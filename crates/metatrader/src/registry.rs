//! In-process state the dispatcher and gateway share about live terminals.

use async_trait::async_trait;
use dashmap::DashMap;
use sighub_core::*;
use std::collections::VecDeque;
use tracing::{debug, info, warn};

/// Terminal key: the reporting object id and the signal value it sent.
type TerminalKey = (i64, i64);

/// Open positions per terminal.
#[derive(Default)]
pub struct TerminalRegistry {
    positions: DashMap<TerminalKey, Vec<PositionInfo>>,
}

impl TerminalRegistry {
    pub fn new() -> Self {
        Self::default()
    }

    #[cfg(test)]
    fn terminal_count(&self) -> usize {
        self.positions.len()
    }

    fn remove_where(&self, pred: impl Fn(&PositionInfo) -> bool) -> usize {
        let mut removed = 0;
        for mut entry in self.positions.iter_mut() {
            let before = entry.len();
            entry.retain(|p| !pred(p));
            removed += before - entry.len();
        }
        self.positions.retain(|_, list| !list.is_empty());
        removed
    }
}

impl PositionTracker for TerminalRegistry {
    fn update_positions(&self, object_id: i64, value: i64, positions: Vec<PositionInfo>) {
        debug!(object_id, value, count = positions.len(), "Positions updated");
        if positions.is_empty() {
            self.positions.remove(&(object_id, value));
        } else {
            self.positions.insert((object_id, value), positions);
        }
    }

    fn all_positions(&self) -> Vec<PositionInfo> {
        let mut all: Vec<PositionInfo> = self
            .positions
            .iter()
            .flat_map(|entry| entry.value().clone())
            .collect();
        all.sort_by_key(|p| p.ticket);
        all
    }

    fn update_position_from_client(&self, position: PositionInfo) {
        for mut entry in self.positions.iter_mut() {
            if let Some(slot) = entry.iter_mut().find(|p| p.ticket == position.ticket) {
                slot.stop_loss = position.stop_loss;
                slot.take_profit = position.take_profit;
                info!(ticket = position.ticket, "Position updated from client");
                return;
            }
        }
        warn!(ticket = position.ticket, "Client update for unknown position");
    }
}

impl ExpertLifecycle for TerminalRegistry {
    fn deinit_expert(&self, expert: &ExpertInfo) {
        let removed =
            self.remove_where(|p| p.account == expert.account && p.magic == expert.magic);
        info!(
            account = expert.account,
            magic = expert.magic,
            expert = %expert.ea_name,
            removed,
            "Expert deinitialized"
        );
    }

    fn deinit_terminal(&self, expert: &ExpertInfo) {
        let removed = self.remove_where(|p| p.account == expert.account);
        info!(account = expert.account, removed, "Terminal deinitialized");
    }
}

/// Price levels per symbol, stored as JSON text.
#[derive(Default)]
pub struct LevelsBook {
    levels: DashMap<String, String>,
}

impl LevelsBook {
    pub fn new() -> Self {
        Self::default()
    }

    pub fn set_levels(&self, symbol: impl Into<String>, levels: impl Into<String>) {
        self.levels.insert(symbol.into(), levels.into());
    }
}

impl LevelsProvider for LevelsBook {
    fn levels_for_symbol(&self, symbol: &str) -> String {
        self.levels
            .get(symbol)
            .map(|l| l.value().clone())
            .unwrap_or_else(|| "[]".to_string())
    }
}

/// Signals kept per target object before the oldest are dropped.
pub const DEFAULT_QUEUE_LIMIT: usize = 1000;

/// Signals relayed between servers, queued per target object.
///
/// Doubles as the default reply producer for unclassified signals, which
/// are echoed back to their sender.
pub struct SignalQueue {
    queues: DashMap<i64, VecDeque<Signal>>,
    limit: usize,
}

impl Default for SignalQueue {
    fn default() -> Self {
        Self::with_limit(DEFAULT_QUEUE_LIMIT)
    }
}

impl SignalQueue {
    pub fn new() -> Self {
        Self::default()
    }

    pub fn with_limit(limit: usize) -> Self {
        Self {
            queues: DashMap::new(),
            limit: limit.max(1),
        }
    }

    /// Pop the oldest queued signal for `object_id` carrying `flags`.
    pub fn listen(&self, flags: SignalFlags, object_id: i64) -> Option<Signal> {
        let signal = {
            let mut queue = self.queues.get_mut(&object_id)?;
            let idx = queue.iter().position(|s| s.flags == flags)?;
            queue.remove(idx)
        };
        self.queues.remove_if(&object_id, |_, queue| queue.is_empty());
        signal
    }

    pub fn pending(&self, object_id: i64) -> usize {
        self.queues.get(&object_id).map(|q| q.len()).unwrap_or(0)
    }
}

#[async_trait]
impl ClusterRelay for SignalQueue {
    async fn post_signal(&self, signal: Signal) {
        debug!(object_id = signal.object_id, id = ?signal.id, "Signal queued");
        let object_id = signal.object_id;
        let mut queue = self.queues.entry(object_id).or_default();
        queue.push_back(signal);
        if queue.len() > self.limit {
            if let Some(dropped) = queue.pop_front() {
                warn!(
                    object_id,
                    id = ?dropped.id,
                    limit = self.limit,
                    "Signal queue full, dropped oldest"
                );
            }
        }
    }
}

#[async_trait]
impl SignalResponder for SignalQueue {
    async fn respond(&self, signal: &Signal) -> Option<Signal> {
        let mut reply = signal.reply_to();
        reply.value = signal.value;
        reply.symbol = signal.symbol.clone();
        reply.data = signal.data.clone();
        Some(reply)
    }
}
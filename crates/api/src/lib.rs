//! Session/broadcast gateway of the signal hub.
//!
//! Terminals and UI clients hold one WebSocket session each. Inbound frames
//! are decoded into signals or UI messages; replies go out to every session
//! through the [`BroadcastHub`].

pub mod hub;
pub mod messages;
pub mod routes;
pub mod state;
pub mod ws;

pub use hub::BroadcastHub;
pub use state::{AppState, HubOptions};

use axum::routing::get;
use axum::Router;
use std::sync::Arc;
use tower_http::cors::CorsLayer;
use tower_http::trace::TraceLayer;

/// Build the Axum application router.
pub fn build_router(state: Arc<AppState>, ws_path: &str) -> Router {
    Router::new()
        .route(ws_path, get(ws::ws_handler))
        .nest("/api", routes::api_routes())
        .layer(CorsLayer::permissive())
        .layer(TraceLayer::new_for_http())
        .with_state(state)
}

/// Start the gateway and serve until the listener fails.
pub async fn start_server(state: Arc<AppState>, bind_addr: &str, ws_path: &str) -> anyhow::Result<()> {
    let app = build_router(state, ws_path);
    let listener = tokio::net::TcpListener::bind(bind_addr).await?;
    tracing::info!("Signal hub listening on {}{}", bind_addr, ws_path);
    axum::serve(listener, app).await?;
    Ok(())
}
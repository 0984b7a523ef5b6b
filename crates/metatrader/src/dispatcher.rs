use rust_decimal::Decimal;
use sighub_core::*;
use sighub_engine::{AccountLedger, DealIngestor, RateCache};
use std::sync::Arc;
use tracing::{debug, error, info, warn};

/// Errors raised inside a dispatch branch. They never leave
/// [`SignalDispatcher::dispatch`].
#[derive(Debug, thiserror::Error)]
pub enum DispatchError {
    #[error(transparent)]
    Protocol(#[from] ProtocolError),
    #[error(transparent)]
    Store(#[from] StoreError),
    #[error("Encode error: {0}")]
    Encode(#[from] serde_json::Error),
}

/// In-process collaborators the dispatcher hands signals to.
#[derive(Clone)]
pub struct Collaborators {
    pub relay: Arc<dyn ClusterRelay>,
    pub responder: Arc<dyn SignalResponder>,
    pub log: Arc<dyn LogSink>,
    pub positions: Arc<dyn PositionTracker>,
    pub experts: Arc<dyn ExpertLifecycle>,
    pub levels: Arc<dyn LevelsProvider>,
}

/// Routes each inbound terminal signal to the service that owns it.
///
/// Holds no per-signal state; concurrent dispatches from different sessions
/// are independent.
pub struct SignalDispatcher {
    deals: Arc<DealIngestor>,
    ledger: Arc<AccountLedger>,
    rates: Arc<RateCache>,
    fx: Option<Arc<dyn FxFeed>>,
    collaborators: Collaborators,
}

impl SignalDispatcher {
    pub fn new(
        deals: Arc<DealIngestor>,
        ledger: Arc<AccountLedger>,
        rates: Arc<RateCache>,
        collaborators: Collaborators,
    ) -> Self {
        Self {
            deals,
            ledger,
            rates,
            fx: None,
            collaborators,
        }
    }

    /// Append the feed's rate to every rate update.
    pub fn with_fx_feed(mut self, feed: Arc<dyn FxFeed>) -> Self {
        self.fx = Some(feed);
        self
    }

    pub fn collaborators(&self) -> &Collaborators {
        &self.collaborators
    }

    /// Handle one signal. Failures are logged, never returned.
    pub async fn dispatch(&self, signal: Signal, broadcaster: Option<&dyn Broadcaster>) {
        if signal.is_cluster() {
            self.collaborators.relay.post_signal(signal).await;
            return;
        }

        let id = signal.id;
        let object_id = signal.object_id;
        if let Err(e) = self.handle(signal, broadcaster).await {
            error!(id = ?id, object_id, error = %e, "Signal handling failed");
        }
    }

    async fn handle(
        &self,
        signal: Signal,
        broadcaster: Option<&dyn Broadcaster>,
    ) -> Result<(), DispatchError> {
        match signal.id {
            SignalKind::PostLog => {
                if signal.data.is_some() {
                    self.collaborators.log.post_signal_log(&signal);
                }
            }
            SignalKind::CheckHealth => {
                debug!(object_id = signal.object_id, value = signal.value, "Health check");
            }
            SignalKind::DealsHistory => {
                let deals = signal.payload::<Vec<DealInfo>>()?.unwrap_or_default();
                let report = self.deals.ingest(deals).await;
                debug!(object_id = signal.object_id, ?report, "Deals history processed");
            }
            SignalKind::CheckBalance => {
                let balances = signal.payload::<Vec<BalanceInfo>>()?.unwrap_or_default();
                let Some(first) = balances.into_iter().next() else {
                    warn!(object_id = signal.object_id, "Empty balance payload");
                    return Ok(());
                };
                self.ledger
                    .update_balance(first.account, first.balance, first.equity)
                    .await?;
            }
            SignalKind::UpdateRates => {
                let mut quotes = signal.payload::<Vec<RateInfo>>()?.unwrap_or_default();
                if let Some(extra) = self.fetch_fx_quote().await {
                    quotes.push(extra);
                }
                self.rates.apply_rate_update(&quotes).await;
            }
            SignalKind::ActiveOrders => {
                let positions = signal.payload::<Vec<PositionInfo>>()?.unwrap_or_default();
                self.collaborators
                    .positions
                    .update_positions(signal.object_id, signal.value, positions);
            }
            SignalKind::DeinitExpert => {
                if let Some(expert) = self.expert(&signal)? {
                    self.collaborators.experts.deinit_expert(&expert);
                }
            }
            SignalKind::DeinitTerminal => {
                if let Some(expert) = self.expert(&signal)? {
                    self.collaborators.experts.deinit_terminal(&expert);
                }
            }
            SignalKind::LevelsForSymbol => {
                let symbol = signal.symbol.clone().unwrap_or_default();
                let levels = self.collaborators.levels.levels_for_symbol(&symbol);
                let mut reply = signal.reply_to();
                reply.symbol = Some(symbol);
                reply.data = Some(serde_json::Value::String(levels));
                self.broadcast(&reply, broadcaster)?;
            }
            SignalKind::WarnNews => {
                debug!(object_id = signal.object_id, "News warning ignored");
            }
            SignalKind::Unclassified(_) => {
                if let Some(reply) = self.collaborators.responder.respond(&signal).await {
                    self.broadcast(&reply, broadcaster)?;
                }
            }
        }
        Ok(())
    }

    fn expert(&self, signal: &Signal) -> Result<Option<ExpertInfo>, DispatchError> {
        let expert = signal.payload::<ExpertInfo>()?;
        if expert.is_none() {
            warn!(id = ?signal.id, object_id = signal.object_id, "Deinit signal without expert");
        }
        Ok(expert)
    }

    /// The supplementary cross rate, when the feed is configured and has one.
    async fn fetch_fx_quote(&self) -> Option<RateInfo> {
        let feed = self.fx.as_ref()?;
        match feed.fetch_rate().await {
            Ok(rate) if rate > Decimal::ZERO => {
                info!(symbol = feed.symbol(), %rate, "Official rate fetched");
                Some(RateInfo {
                    symbol: feed.symbol().to_string(),
                    bid: rate,
                    ask: rate,
                })
            }
            Ok(_) => {
                warn!(symbol = feed.symbol(), "Official rate missing from feed");
                None
            }
            Err(e) => {
                warn!(symbol = feed.symbol(), error = %e, "Official rate fetch failed");
                None
            }
        }
    }

    fn broadcast(
        &self,
        reply: &Signal,
        broadcaster: Option<&dyn Broadcaster>,
    ) -> Result<(), DispatchError> {
        let text = reply.to_text()?;
        match broadcaster {
            Some(b) => {
                let sessions = b.multicast_text(text);
                debug!(id = ?reply.id, sessions, "Reply broadcast");
            }
            None => debug!(id = ?reply.id, "No broadcaster, reply dropped"),
        }
        Ok(())
    }
}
****************
WORK TASK: Give back, word for word, only the lines above from the line holding "debug!(object_id = signal.object_id, id" to the line holding "if queue.len() >", both included.

RESPONSE TO THIS TASK:
        debug!(object_id = signal.object_id, id = ?signal.id, "Signal queued");
        let object_id = signal.object_id;
        let mut queue = self.queues.entry(object_id).or_default();
        queue.push_back(signal);
        if queue.len() > self.limit {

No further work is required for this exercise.